**Dataset records:**
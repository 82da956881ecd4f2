//! Regulations.gov documents search.

use async_trait::async_trait;
use tracing::debug;

use super::{LegalSource, fetch_json, normalize_results};
use crate::document::LegalDocument;
use crate::error::Result;
use crate::normalizer::SourceKind;

const DEFAULT_BASE_URL: &str = "https://api.regulations.gov/v4";
const MAX_PAGE_SIZE: usize = 250;

/// Rulemaking-document search against the Regulations.gov v4 API.
pub struct RegulationsGovSource {
    client: reqwest::Client,
    api_key: String,
    base_url: String,
}

impl RegulationsGovSource {
    pub fn new(client: reqwest::Client, api_key: impl Into<String>) -> Self {
        Self { client, api_key: api_key.into(), base_url: DEFAULT_BASE_URL.to_string() }
    }

    pub fn with_base_url(mut self, base_url: impl Into<String>) -> Self {
        self.base_url = base_url.into().trim_end_matches('/').to_string();
        self
    }
}

#[async_trait]
impl LegalSource for RegulationsGovSource {
    fn kind(&self) -> SourceKind {
        SourceKind::RegulationsGov
    }

    async fn search(&self, query: &str, max_results: usize) -> Result<Vec<LegalDocument>> {
        debug!(query, max_results, "searching Regulations.gov");
        let params = [
            ("filter[searchTerm]", query.to_string()),
            ("page[size]", max_results.min(MAX_PAGE_SIZE).to_string()),
        ];
        let request = self
            .client
            .get(format!("{}/documents", self.base_url))
            .header("X-Api-Key", &self.api_key)
            .query(&params);
        let body = fetch_json(self.kind(), request).await?;
        Ok(normalize_results(&body, "data", self.kind(), max_results))
    }
}
//! One-shot subcommands.

use std::collections::HashSet;
use std::path::{Path, PathBuf};
use std::str::FromStr;
use std::time::Instant;

use anyhow::{Context, Result, bail};
use clap::{Args, Subcommand};
use legal_rag::feedback::LOW_RATING_THRESHOLD;
use legal_rag::metrics::{DEFAULT_CUTOFFS, distance_summary, evaluate_ranking};
use legal_rag::{
    AppConfig, FeedbackAnalyzer, FeedbackStore, FeedbackSubmission, LegalRagError, QueryAnalytics,
    RetrievalEvaluation, SourceCredentials, SourceKind, SourceSelection, SourceSet, append_jsonl,
    read_judgments, sample_corpus, write_jsonl,
};
use serde_json::json;
use tracing::warn;

use crate::context::AppContext;
use crate::output;
use crate::{CorpusArgs, FeedbackFileArg, QueryArgs};

/// `all` or one source name.
#[derive(Debug, Clone, Copy)]
pub struct SourceArg(pub SourceSelection);

impl FromStr for SourceArg {
    type Err = LegalRagError;

    fn from_str(s: &str) -> Result<Self, Self::Err> {
        if s.eq_ignore_ascii_case("all") {
            return Ok(Self(SourceSelection::All));
        }
        s.parse::<SourceKind>().map(|kind| Self(SourceSelection::Only(kind)))
    }
}

#[derive(Args, Debug)]
pub struct FetchArgs {
    /// courtlistener, govinfo, ecfr, regulations-gov or all
    #[arg(long, default_value = "all")]
    source: SourceArg,

    /// Search query sent to each source
    #[arg(long)]
    query: String,

    /// Maximum documents per source
    #[arg(long, default_value_t = 20)]
    max_results: usize,

    /// Output JSONL file
    #[arg(long)]
    out: PathBuf,

    /// Append instead of overwriting
    #[arg(long)]
    append: bool,
}

pub async fn fetch(args: FetchArgs) -> Result<()> {
    let credentials = SourceCredentials::from_env();
    let client = reqwest::Client::builder()
        .user_agent(concat!("legal-rag/", env!("CARGO_PKG_VERSION")))
        .build()
        .context("failed to build HTTP client")?;
    let sources = SourceSet::from_config(&credentials, args.source.0, client)?;
    if sources.is_empty() {
        bail!("no legal-data source is enabled; set an API key or pick --source ecfr");
    }

    println!("Fetching '{}' from {}", args.query, sources.names().join(", "));
    let report = sources.fetch_all(&args.query, args.max_results).await;
    for (source, error) in &report.failures {
        eprintln!("  {source}: {error}");
    }

    let written = if args.append {
        append_jsonl(&args.out, &report.documents)
    } else {
        write_jsonl(&args.out, &report.documents)
    };
    written.with_context(|| format!("failed to write {}", args.out.display()))?;

    println!("Wrote {} documents to {}", report.documents.len(), args.out.display());
    if report.documents.is_empty() && !report.failures.is_empty() {
        bail!("every source failed");
    }
    Ok(())
}

pub fn sample(out: &Path) -> Result<()> {
    let corpus = sample_corpus();
    write_jsonl(out, &corpus).with_context(|| format!("failed to write {}", out.display()))?;
    println!("Wrote {} sample documents to {}", corpus.len(), out.display());
    Ok(())
}

#[derive(Args, Debug)]
pub struct AskArgs {
    /// The legal question
    question: String,

    #[command(flatten)]
    corpus: CorpusArgs,

    #[command(flatten)]
    query: QueryArgs,

    /// Run the multi-step verified research flow
    #[arg(long)]
    agentic: bool,

    /// Score the answer with the judge model
    #[arg(long)]
    evaluate: bool,

    /// Print machine-readable JSON
    #[arg(long)]
    json: bool,
}

pub async fn ask(args: AskArgs) -> Result<()> {
    let mut context = AppContext::build(AppConfig::from_env()?, args.corpus.source()).await?;
    context.reconfigure(args.query.top_k, args.query.model)?;
    let model = context.config.rag.model;

    if args.agentic {
        if args.query.jurisdiction.is_some() {
            warn!("--jurisdiction is ignored with --agentic; the verifier infers it");
        }
        let verified = context.verifier.research(&args.question, model).await?;
        let evaluation = if args.evaluate {
            Some(context.evaluator.evaluate(&args.question, &verified.answer, &verified.retrieval, model).await?)
        } else {
            None
        };
        if args.json {
            println!("{}", serde_json::to_string_pretty(&json!({ "result": verified, "evaluation": evaluation }))?);
        } else {
            output::print_verified(&verified);
            if let Some(record) = &evaluation {
                output::print_evaluation(record);
            }
        }
        return Ok(());
    }

    let answer = context.pipeline.ask(&args.question, args.query.jurisdiction).await?;
    let evaluation = if args.evaluate {
        Some(context.evaluator.evaluate(&args.question, &answer.answer, &answer.retrieval, model).await?)
    } else {
        None
    };
    if args.json {
        println!("{}", serde_json::to_string_pretty(&json!({ "result": answer, "evaluation": evaluation }))?);
    } else {
        output::print_answer(&answer);
        if let Some(record) = &evaluation {
            output::print_evaluation(record);
        }
    }
    Ok(())
}

#[derive(Args, Debug)]
pub struct EvalRetrievalArgs {
    /// JSONL file of {"query": .., "relevant_ids": [..]} lines
    #[arg(long)]
    judgments: PathBuf,

    #[command(flatten)]
    corpus: CorpusArgs,

    /// Cutoffs to report
    #[arg(long, value_delimiter = ',', default_values_t = DEFAULT_CUTOFFS)]
    k: Vec<usize>,

    /// Restrict retrieval to one jurisdiction
    #[arg(long)]
    jurisdiction: Option<legal_rag::Jurisdiction>,

    /// Print machine-readable JSON
    #[arg(long)]
    json: bool,
}

pub async fn eval_retrieval(args: EvalRetrievalArgs) -> Result<()> {
    let judgments = read_judgments(&args.judgments)
        .with_context(|| format!("failed to read judgments {}", args.judgments.display()))?;
    if judgments.is_empty() {
        bail!("{} contains no judged queries", args.judgments.display());
    }
    let depth = args.k.iter().copied().max().unwrap_or(1).max(1);
    let context = AppContext::build(AppConfig::from_env()?, args.corpus.source()).await?;

    let mut queries: Vec<(&String, &HashSet<String>)> = judgments.iter().collect();
    queries.sort_by(|a, b| a.0.cmp(b.0));

    let label = args.jurisdiction.map_or("all", |j| j.as_str());
    let mut analytics = QueryAnalytics::new();
    let mut reports = Vec::with_capacity(queries.len());
    for (query, relevant) in queries {
        let started = Instant::now();
        let retrieval = context.index.query(query, depth, args.jurisdiction).await?;
        analytics.log_query(query.as_str(), retrieval.len(), label, started.elapsed());

        let report = evaluate_ranking(&retrieval.ids(), relevant, &args.k)?;
        if !args.json {
            let distances = distance_summary(&retrieval);
            println!(
                "{query}\n  RR {:.3}  AP {:.3}  retrieved {}  mean relevance {:.3}",
                report.reciprocal_rank, report.average_precision, distances.total_retrieved, distances.mean_relevance
            );
        }
        reports.push(report);
    }

    let summary = RetrievalEvaluation::aggregate(&reports)?;
    if args.json {
        let body = json!({ "summary": summary, "queries": analytics.summary() });
        println!("{}", serde_json::to_string_pretty(&body)?);
    } else {
        output::print_retrieval_evaluation(&summary);
        if let Some(latency) = analytics.summary() {
            output::print_query_summary(&latency);
        }
    }
    Ok(())
}

#[derive(Subcommand, Debug)]
pub enum FeedbackAction {
    /// Record a rating for a question and answer
    Submit {
        #[command(flatten)]
        file: FeedbackFileArg,
        /// The question asked
        #[arg(long)]
        question: String,
        /// The answer being rated
        #[arg(long)]
        answer: String,
        /// Rating from 1 to 5
        #[arg(long)]
        rating: u8,
        /// Optional comment
        #[arg(long, default_value = "")]
        comments: String,
        /// Jurisdiction label used for the question
        #[arg(long, default_value = "all")]
        jurisdiction: String,
    },
    /// Show rating statistics and recommendations
    Stats {
        #[command(flatten)]
        file: FeedbackFileArg,
    },
    /// Export records, statistics and breakdowns as a pretty-printed JSON object
    Export {
        #[command(flatten)]
        file: FeedbackFileArg,
        /// Output file
        #[arg(long)]
        out: PathBuf,
    },
}

pub fn feedback(action: FeedbackAction) -> Result<()> {
    match action {
        FeedbackAction::Submit { file, question, answer, rating, comments, jurisdiction } => {
            let store = open_store(&file.feedback_file)?;
            let record = store.submit(FeedbackSubmission {
                question,
                answer,
                rating,
                comments,
                jurisdiction,
                source_citations: Vec::new(),
            })?;
            println!("Recorded {}-star rating at {}", record.rating, record.timestamp);
        }
        FeedbackAction::Stats { file } => {
            let store = open_store(&file.feedback_file)?;
            let stats = store.statistics()?;
            output::print_feedback_stats(&stats);

            let records = store.load_all()?;
            if let Some(areas) = FeedbackAnalyzer::improvement_areas(&records) {
                output::print_improvement_areas(&areas);
            }
            let averages = store.average_by_jurisdiction()?;
            if !averages.is_empty() {
                println!("\nAverage rating by jurisdiction:");
            }
            for (jurisdiction, average) in averages {
                println!("  {jurisdiction}: {average:.2}");
            }
            let issues = store.top_issues(LOW_RATING_THRESHOLD)?;
            if !issues.is_empty() {
                println!("\nRecent complaints:");
                for issue in issues.iter().take(5) {
                    println!("  - {issue}");
                }
            }
            println!("\nRecommendations:");
            for recommendation in FeedbackAnalyzer::recommendations(&stats) {
                println!("  - {recommendation}");
            }
        }
        FeedbackAction::Export { file, out } => {
            let store = open_store(&file.feedback_file)?;
            store.export(&out).with_context(|| format!("failed to export to {}", out.display()))?;
            println!("Exported feedback to {}", out.display());
        }
    }
    Ok(())
}

pub fn open_store(path: &Path) -> Result<FeedbackStore> {
    FeedbackStore::open(path).with_context(|| format!("failed to open feedback file {}", path.display()))
}
//! Impact value object: the polarity of a criterion.

use serde::{Deserialize, Serialize};
use std::fmt;

use super::TopsisError;

/// Direction of preference for a criterion.
///
/// `Benefit` criteria prefer higher raw values, `Cost` criteria prefer lower.
#[derive(Debug, Clone, Copy, PartialEq, Eq, Hash, Serialize, Deserialize)]
pub enum Impact {
    #[serde(rename = "+")]
    Benefit,
    #[serde(rename = "-")]
    Cost,
}

impl Impact {
    /// Parses an impact token, accepting exactly `+` or `-`.
    pub fn try_from_token(token: &str) -> Result<Self, TopsisError> {
        match token {
            "+" => Ok(Impact::Benefit),
            "-" => Ok(Impact::Cost),
            _ => Err(TopsisError::value("Impacts must be either '+' or '-'.")),
        }
    }

    /// Returns the token this impact is written as.
    pub fn symbol(&self) -> &'static str {
        match self {
            Impact::Benefit => "+",
            Impact::Cost => "-",
        }
    }

    /// Returns the opposite polarity.
    pub fn flipped(&self) -> Self {
        match self {
            Impact::Benefit => Impact::Cost,
            Impact::Cost => Impact::Benefit,
        }
    }
}

impl fmt::Display for Impact {
    fn fmt(&self, f: &mut fmt::Formatter<'_>) -> fmt::Result {
        write!(f, "{}", self.symbol())
    }
}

**What you have to do:** Only the number is needed. Say how many lines of the entries contain "QueryAnalytics".

**Task result:** 2